Tourist sites, such as the Semien Mountains, are not faring better. Trash and human waste are visible almost everywhere one goes. This not only damages the environment and is harmful to humans but also hurts the wild animals that unfortunately do not discriminate what they eat as much we do.

In Addis Abeba, the daily waste generation of the city is over a quarter of kilogram a person, according to the Addis Ababa Sanitation, Beautification & Park’s Development Agency. Out of this, over 70pc of the solid waste is collected, of which about 90pc is landfilled, and the rest recycled or composted. Of the amount that is landfilled, over 17pc is disposed on streets, ditches and rivers affecting society.

Trash and debris often find themselves in street gutters, clogging flood drains. The pollutants from trash and other waste also find their way into the environment further increasing exposure to hazards.

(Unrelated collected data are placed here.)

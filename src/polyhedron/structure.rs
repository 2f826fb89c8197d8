// SPDX-License-Identifier: MIT
//
// Copyright (c) 2025 Alexandre Severino
//
// Permission is hereby granted, free of charge, to any person obtaining a copy
// of this software and associated documentation files (the "Software"), to deal
// in the Software without restriction, including without limitation the rights
// to use, copy, modify, merge, publish, distribute, sublicense, and/or sell
// copies of the Software, and to permit persons to whom the Software is
// furnished to do so, subject to the following conditions:
//
// The above copyright notice and this permission notice shall be included in
// all copies or substantial portions of the Software.
//
// THE SOFTWARE IS PROVIDED "AS IS", WITHOUT WARRANTY OF ANY KIND, EXPRESS OR
// IMPLIED, INCLUDING BUT NOT LIMITED TO THE WARRANTIES OF MERCHANTABILITY,
// FITNESS FOR A PARTICULAR PURPOSE AND NONINFRINGEMENT. IN NO EVENT SHALL THE
// AUTHORS OR COPYRIGHT HOLDERS BE LIABLE FOR ANY CLAIM, DAMAGES OR OTHER
// LIABILITY, WHETHER IN AN ACTION OF CONTRACT, TORT OR OTHERWISE, ARISING FROM,
// OUT OF OR IN CONNECTION WITH THE SOFTWARE OR THE USE OR OTHER DEALINGS IN THE
// SOFTWARE.

use std::collections::BTreeMap;

use serde::{Deserialize, Serialize};

use crate::error::StructureError;
use crate::polyhedron::union_find::UnionFind;
use crate::polyhedron::{EdgeId, FaceId, VertexId};

/// One `{edge_id, face_id}` entry of a face's neighbor list, as written in
/// the structure document. `face_id` is signed so that bad input can be
/// reported instead of failing to parse.
#[derive(Clone, Debug, PartialEq, Eq, Serialize, Deserialize)]
pub struct NeighborSpec {
    pub edge_id: EdgeId,
    pub face_id: i64,
}

#[derive(Clone, Debug, PartialEq, Eq, Serialize, Deserialize)]
pub struct FaceSpec {
    pub gon: usize,
    pub neighbors: Vec<NeighborSpec>,
}

/// A validated face: local edge `k` is `edges[k]`, shared with `neighbors[k]`.
#[derive(Clone, Debug, PartialEq, Eq)]
pub struct Face {
    pub gon: usize,
    pub edges: Vec<EdgeId>,
    pub neighbors: Vec<FaceId>,
}

impl Face {
    pub fn local_index_of(&self, edge: EdgeId) -> Option<usize> {
        self.edges.iter().position(|&e| e == edge)
    }
}

#[derive(Clone, Copy, Debug, PartialEq, Eq)]
pub struct EdgeSlot {
    pub face: FaceId,
    pub local: usize,
}

/// An edge with the two face slots it occupies.
#[derive(Clone, Copy, Debug, PartialEq, Eq)]
pub struct SharedEdge {
    pub id: EdgeId,
    pub first: EdgeSlot,
    pub second: EdgeSlot,
}

impl SharedEdge {
    pub fn flipped(self) -> Self {
        Self {
            id: self.id,
            first: self.second,
            second: self.first,
        }
    }
}

/// Global vertex ids for every face corner.
///
/// Corner `(f, k)` sits between local edges `k` and `k + 1` of face `f`. An
/// edge at slot `(f, i)` and `(g, j)` glues corner `(f, i)` to
/// `(g, j - 1)` and `(f, i - 1)` to `(g, j)`. Ids are numbered by first
/// corner in face-major order, so they depend only on the partition.
#[derive(Clone, Debug, PartialEq, Eq)]
pub struct VertexIncidence {
    offsets: Vec<usize>,
    labels: Vec<VertexId>,
    num_vertices: usize,
}

impl VertexIncidence {
    /// Edges may come in any order and with either slot first.
    pub fn build(faces: &[Face], edges: &[SharedEdge]) -> Self {
        let mut offsets = Vec::with_capacity(faces.len() + 1);
        let mut total = 0;
        for face in faces {
            offsets.push(total);
            total += face.gon;
        }
        offsets.push(total);

        // corner index `shift` steps before the slot's own corner
        let corner = |slot: &EdgeSlot, shift: usize| {
            let gon = faces[slot.face].gon;
            offsets[slot.face] + (slot.local + gon - shift) % gon
        };

        let mut uf = UnionFind::new(total);
        for e in edges {
            uf.union(corner(&e.first, 0), corner(&e.second, 1));
            uf.union(corner(&e.first, 1), corner(&e.second, 0));
        }

        let labels = uf.labels();
        let num_vertices = labels.iter().max().map_or(0, |m| m + 1);
        Self {
            offsets,
            labels,
            num_vertices,
        }
    }

    pub fn vertex_of(&self, face: FaceId, corner: usize) -> VertexId {
        self.labels[self.offsets[face] + corner]
    }

    pub fn face_vertices(&self, face: FaceId) -> &[VertexId] {
        &self.labels[self.offsets[face]..self.offsets[face + 1]]
    }

    pub fn num_vertices(&self) -> usize {
        self.num_vertices
    }
}

/// Combinatorial structure of a closed polyhedron, loaded once per run and
/// immutable afterwards.
#[derive(Clone, Debug)]
pub struct PolyhedronStructure {
    faces: Vec<Face>,
    shared_edges: Vec<SharedEdge>,
    incidence: VertexIncidence,
}

impl PolyhedronStructure {
    pub fn from_specs(specs: &[FaceSpec]) -> Result<Self, StructureError> {
        if specs.is_empty() {
            return Err(StructureError::Empty);
        }
        let num_faces = specs.len();
        let mut faces = Vec::with_capacity(num_faces);
        let mut slots: BTreeMap<EdgeId, Vec<EdgeSlot>> = BTreeMap::new();

        for (f, spec) in specs.iter().enumerate() {
            if spec.gon < 3 {
                return Err(StructureError::DegenerateFace {
                    face: f,
                    gon: spec.gon,
                });
            }
            if spec.neighbors.len() != spec.gon {
                return Err(StructureError::GonMismatch {
                    face: f,
                    gon: spec.gon,
                    neighbors: spec.neighbors.len(),
                });
            }
            let mut edges = Vec::with_capacity(spec.gon);
            let mut neighbors = Vec::with_capacity(spec.gon);
            for (local, n) in spec.neighbors.iter().enumerate() {
                if n.face_id < 0 || n.face_id as usize >= num_faces {
                    return Err(StructureError::NeighborOutOfRange {
                        face: f,
                        local,
                        neighbor: n.face_id,
                        num_faces,
                    });
                }
                edges.push(n.edge_id);
                neighbors.push(n.face_id as FaceId);
                slots
                    .entry(n.edge_id)
                    .or_default()
                    .push(EdgeSlot { face: f, local });
            }
            faces.push(Face {
                gon: spec.gon,
                edges,
                neighbors,
            });
        }

        let mut shared_edges = Vec::with_capacity(slots.len());
        for (id, found) in slots {
            let [first, second] = found[..] else {
                return Err(StructureError::EdgeMultiplicity {
                    edge: id,
                    count: found.len(),
                });
            };
            for (here, there) in [(first, second), (second, first)] {
                let named = faces[here.face].neighbors[here.local];
                if named != there.face {
                    return Err(StructureError::InconsistentNeighbor {
                        edge: id,
                        face: here.face,
                        other: there.face,
                        named,
                    });
                }
            }
            shared_edges.push(SharedEdge { id, first, second });
        }

        let incidence = VertexIncidence::build(&faces, &shared_edges);
        log::debug!(
            "polyhedron structure: {} faces, {} edges, {} vertices",
            faces.len(),
            shared_edges.len(),
            incidence.num_vertices()
        );
        Ok(Self {
            faces,
            shared_edges,
            incidence,
        })
    }

    pub fn num_faces(&self) -> usize {
        self.faces.len()
    }

    pub fn num_vertices(&self) -> usize {
        self.incidence.num_vertices()
    }

    pub fn faces(&self) -> &[Face] {
        &self.faces
    }

    pub fn face(&self, id: FaceId) -> Option<&Face> {
        self.faces.get(id)
    }

    pub fn shared_edges(&self) -> &[SharedEdge] {
        &self.shared_edges
    }

    pub fn incidence(&self) -> &VertexIncidence {
        &self.incidence
    }

    pub fn vertex_of(&self, face: FaceId, corner: usize) -> VertexId {
        self.incidence.vertex_of(face, corner)
    }

    pub fn face_vertices(&self, face: FaceId) -> &[VertexId] {
        self.incidence.face_vertices(face)
    }
}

The more such hazards are neglected, we will continue to live unhealthily. And the need to improve the environment and make the streets cleaner ought to nurture community spirit.

It has been the case that previous means of fighting such ills has been to impose financial penalties. None of this succeeded though as they either only managed to pause the act, or merely make people conscious of who is watching. Society fell back into old impulses in the absence of those giving penalties.

The current generation has not been much different here. Advancements in the economy have not made us mindful of such acts to the point that is acceptable. Lack of consequences today and our mindset has made us resigned to seeing our environments degraded.

Ethiopia is not short of a legal system and policies to protect the environment. It has also signed international conventions aiming to make the environment healthier. The broad environmental policy of Ethiopia is specified at the supreme law of the land, guaranteeing the fundamental right to live in a clean and healthy environment.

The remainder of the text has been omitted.